Message Photoplay Co. v. Bell

100 Misc. 267 | N.Y. Sup. Ct. | 1917

Bijur, J.

This is a motion for a temporary injunction to restrain the commissioner of licenses from revoking the license of a theatre because of the proposed production thereat of a moving picture known as “ Birth Control.” No question is raised concerning the general power of the commissioner to issue and revoke licenses. Greater N. Y. Charter, §§ 641, 642, added by Laws of 1914, chap. 475. For the purposes of this motion also, the implied definition of the function of the commissioner, contained in chapter 3, article 2, section 41, of the Code of Ordinances of the City of New York, as amended to July 16, 1916, may be accepted. That section reads as follows: “ The inspectors of the department of licenses * * * shall report to the commissioner any offense against morality, decency or public welfare * * *.” It is conceded by the plaintiff that the discretion of the commissioner, exercised in a proper ease, may not be interfered with by the courts merely because the latter may not agree with the commissioner’s reasoning or judgment. It is not claimed on behalf of the commissioner, however, that the discretion conferred upon him may be exercised without any reasonable basis of fact, or, as it is frequently phrased, arbitrarily exercised.” Such exercise would be subject to review and correction by the courts in an appropriate proceeding. People ex rel. Lieberman v. Vandecarr, 199 U. S. 552, 562; People ex rel. Schwab v. Grant, 126 N. Y. 473, 482; People ex rel. Lodes v. Dept. of Health, 189 id. 187, 194; Ormsby v. Bell, 171 App. Div. 657. *269The question is, therefore, whether there is any valid or reasonable basis for the commissioner’s opinion that the play is “ against morality, decency or public welfare.” Plaintiff admits that the commissioner is acting in good faith.

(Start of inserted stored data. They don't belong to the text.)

impl Shared {
    fn schedule(&self, task: Task) {
        if task.step >= self.stages.len() {
            return;
        }

        self.scheduled.fetch_add(1, Ordering::SeqCst);
        self.publish_stats();

        // Blocking send: the queue cap is the back-pressure boundary.
        let _ = self.stages[task.step].sender.send(task);
    }

    fn wait_while_paused(&self) {
        let mut paused = self.paused.lock().unwrap();
        while *paused && self.running.load(Ordering::SeqCst) {
            let (guard, _) = self
                .unpaused
                .wait_timeout(paused, Duration::from_millis(200))
                .unwrap();
            paused = guard;
        }
    }

    fn worker_loop(shared: &Arc<Shared>, stage_index: usize) {
        let stage = &shared.stages[stage_index];

        loop {
            shared.wait_while_paused();
            if !shared.running.load(Ordering::SeqCst) {
                return;
            }

            let task = match stage.receiver.recv_timeout(Duration::from_millis(200)) {
                Ok(task) => task,
                Err(RecvTimeoutError::Timeout) => continue,
                Err(RecvTimeoutError::Disconnected) => return,
            };

            // A pause that raced the dequeue parks the task here; its
            // progress is already persisted, so a shutdown loses nothing.
            shared.wait_while_paused();
            if !shared.running.load(Ordering::SeqCst) {
                return;
            }

            shared.process(stage_index, task);
        }
    }

    fn process(&self, stage_index: usize, mut task: Task) {
        let stage = &self.stages[stage_index];
        trace!(
            "stage '{}' takes file {}",
            stage.service.name(),
            task.file_id
        );

        let status = stage.service.run(&mut task);

        match status {
            Status::Success => {
                task.step = stage_index + 1;
                task.retry_count = 0;

                // The persisting stages stamp the cursor inside their own
                // transaction; this backstop covers the ones that don't
                // touch the store.
                let _ = File::set_parser_step(&self.store, task.file_id, task.step as i64);

                if task.step >= self.stages.len() {
                    trace!("file {} completed", task.file_id);
                    self.finish_one();
                } else {
                    self.forward(task);
                }
            }
            Status::Retry => {
                task.retry_count += 1;
                if task.retry_count > self.retry_max {
                    warn!(
                        "file {} exceeded {} retries at stage '{}', degrading to fatal",
                        task.file_id,
                        self.retry_max,
                        stage.service.name()
                    );
                    self.fail(&task);
                } else {
                    debug!(
                        "file {} retrying stage '{}' ({}/{})",
                        task.file_id,
                        stage.service.name(),
                        task.retry_count,
                        self.retry_max
                    );
                    let _ = self.stages[stage_index].sender.send(task);
                }
            }
            Status::Fatal => {
                error!(
                    "file {} failed fatally at stage '{}'",
                    task.file_id,
                    stage.service.name()
                );
                self.fail(&task);
            }
            Status::Discarded => {
                debug!(
                    "file {} discarded at stage '{}'",
                    task.file_id,
                    stage.service.name()
                );
                self.fail(&task);
            }
        }
    }

    fn forward(&self, task: Task) {
        let _ = self.stages[task.step].sender.send(task);
    }

    fn fail(&self, task: &Task) {
        let _ = File::set_parser_step(&self.store, task.file_id, PARSER_STEP_FATAL);
        self.finish_one();
    }

    fn finish_one(&self) {
        self.done.fetch_add(1, Ordering::SeqCst);
        self.publish_stats();
    }

    fn publish_stats(&self) {
        self.notifier.parsing_stats_updated(
            self.done.load(Ordering::SeqCst),
            self.scheduled.load(Ordering::SeqCst),
        );
    }
}

#[cfg(test)]
mod tests {
    use super::*;
    use crate::file::FileType;
    use crate::test_support::{test_folder, test_store};
    use std::sync::atomic::AtomicUsize;
    use std::time::Instant;

    struct CountingService {
        name: &'static str,
        runs: AtomicUsize,
        result: Status,
    }

    impl CountingService {
        fn new(name: &'static str, result: Status) -> Arc<CountingService> {
            Arc::new(CountingService {
                name,
                runs: AtomicUsize::new(0),
                result,
            })
        }
    }

    impl MetadataService for CountingService {
        fn name(&self) -> &'static str {
            self.name
        }

        fn run(&self, _task: &mut Task) -> Status {
            self.runs.fetch_add(1, Ordering::SeqCst);
            self.result
        }
    }

    fn wait_idle(parser: &Parser) {
        let deadline = Instant::now() + Duration::from_secs(5);
        while !parser.is_idle() {
            assert!(Instant::now() < deadline, "pipeline failed to drain");
            std::thread::sleep(Duration::from_millis(10));
        }
    }

    fn file_step(store: &Store, file_id: i64) -> i64 {
        store.caches.file.invalidate(file_id);
        File::fetch(store, file_id).unwrap().unwrap().parser_step
    }

    #[test]
    fn tasks_traverse_all_stages_in_order() {
        let (store, _dir) = test_store();
        let store = Arc::new(store);
        let folder = test_folder(&store);
        let file = File::create(
            &store,
            "file:///m/a.mp3",
            "a.mp3",
            FileType::Audio,
            folder.id,
            1,
            10,
        )
        .unwrap();

        let first = CountingService::new("first", Status::Success);
        let second = CountingService::new("second", Status::Success);
        let notifier = Arc::new(Notifier::new(Default::default(), 16));
        let config = crate::Config::new("unused", "unused");
        let parser = Parser::new(
            store.clone(),
            notifier,
            &config,
            vec![first.clone(), second.clone()],
        );

        parser.start();
        parser.push(Task::new(file.id, &file.mrl, file.file_type));
        wait_idle(&parser);
        parser.stop();

        assert_eq!(first.runs.load(Ordering::SeqCst), 1);
        assert_eq!(second.runs.load(Ordering::SeqCst), 1);
        assert_eq!(file_step(&store, file.id), 2);
    }

    #[test]
    fn retries_degrade_to_fatal() {
        let (store, _dir) = test_store();
        let store = Arc::new(store);
        let folder = test_folder(&store);
        let file = File::create(
            &store,
            "file:///m/a.mp3",
            "a.mp3",
            FileType::Audio,
            folder.id,
            1,
            10,
        )
        .unwrap();

        let flaky = CountingService::new("flaky", Status::Retry);
        let notifier = Arc::new(Notifier::new(Default::default(), 16));
        let config = crate::Config::new("unused", "unused");
        let parser = Parser::new(store.clone(), notifier, &config, vec![flaky.clone()]);

        parser.start();
        parser.push(Task::new(file.id, &file.mrl, file.file_type));
        wait_idle(&parser);
        parser.stop();

        // Initial run plus parser_retry_max retries.
        assert_eq!(flaky.runs.load(Ordering::SeqCst), 4);
        assert_eq!(file_step(&store, file.id), PARSER_STEP_FATAL);
    }

    #[test]
    fn restore_resumes_from_persisted_step() {
        let (store, _dir) = test_store();
        let store = Arc::new(store);
        let folder = test_folder(&store);
        let file = File::create(
            &store,
            "file:///m/a.mp3",
            "a.mp3",
            FileType::Audio,
            folder.id,
            1,
            10,
        )
        .unwrap();
        File::set_parser_step(&store, file.id, 1).unwrap();

        let first = CountingService::new("first", Status::Success);
        let second = CountingService::new("second", Status::Success);
        let notifier = Arc::new(Notifier::new(Default::default(), 16));
        let config = crate::Config::new("unused", "unused");
        let parser = Parser::new(
            store.clone(),
            notifier,
            &config,
            vec![first.clone(), second.clone()],
        );

        parser.start();
        parser.restore().unwrap();
        wait_idle(&parser);
        parser.stop();

        // The first stage already ran before the restart.
        assert_eq!(first.runs.load(Ordering::SeqCst), 0);
        assert_eq!(second.runs.load(Ordering::SeqCst), 1);
        assert_eq!(file_step(&store, file.id), 2);
    }

    #[test]
    fn paused_workers_do_not_dequeue() {
        let (store, _dir) = test_store();
        let store = Arc::new(store);
        let folder = test_folder(&store);
        let file = File::create(
            &store,
            "file:///m/a.mp3",
            "a.mp3",
            FileType::Audio,
            folder.id,
            1,
            10,
        )
        .unwrap();

        let service = CountingService::new("only", Status::Success);
        let notifier = Arc::new(Notifier::new(Default::default(), 16));
        let config = crate::Config::new("unused", "unused");
        let parser = Parser::new(store.clone(), notifier, &config, vec![service.clone()]);

        parser.start();
        parser.pause();
        parser.push(Task::new(file.id, &file.mrl, file.file_type));

        std::thread::sleep(Duration::from_millis(300));
        assert_eq!(service.runs.load(Ordering::SeqCst), 0);

        parser.resume();
        wait_idle(&parser);
        parser.stop();
        assert_eq!(service.runs.load(Ordering::SeqCst), 1);
    }
}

On the other hand, I think I may say that it is conceded on behalf of the commissioner that there is nothing indecent or obscene in any of the pictures in the sense in which those words are usually understood, that is to say, they contain nothing which might ordinarily be regarded as prurient or directly “ suggestive.” The scenario of the play may be briefly summarized as follows: It presents a number of pictures showing the poverty and misery frequently associated with the presence of large families of children among the poor. It illustrates the sufferings of one or more women to whom childbirth means serious danger to life. It then presents pictures of comfort among the rich where smaller families are supposed to obtain. Intermingled with these are pictures of Mrs. Sanger acting as a nurse. She is strongly tempted to advise some of the suffering poor women on the subject of birth control, but refrains from giving such information because it is forbidden by law. Penal Law, § 1142. Finally, she concludes to defy the law and opens a clinic to disseminate information on this subject. There is then portrayed a movement undertaken by persons of means who engage detectives to suppress her efforts. The clinic established by Mrs. Sanger is exhibited crowded by poor women. Thereupon the police, instigated by the association referred to,-place Mrs. Sanger under arrest, and she is finally shown in prison after conviction for violating the law. No suggestion or hint of the methods or means looking to a violation of the law or for facilitating birth control is anywhere contained in the pro*270posed exhibition. It may perhaps be inferred from the pictures that the rich violate the law by employing contraceptive methods of which the poor are ignorant; that there is a certain amount of hypocrisy on the part-of those who lend their active support to the enforcement of this law, and that Mrs. Sanger is actuated by high and unselfish motives in condemning and even in violating it. This inference is illustrated by touches which I presume are intended to lend to the performance greater dramatic color.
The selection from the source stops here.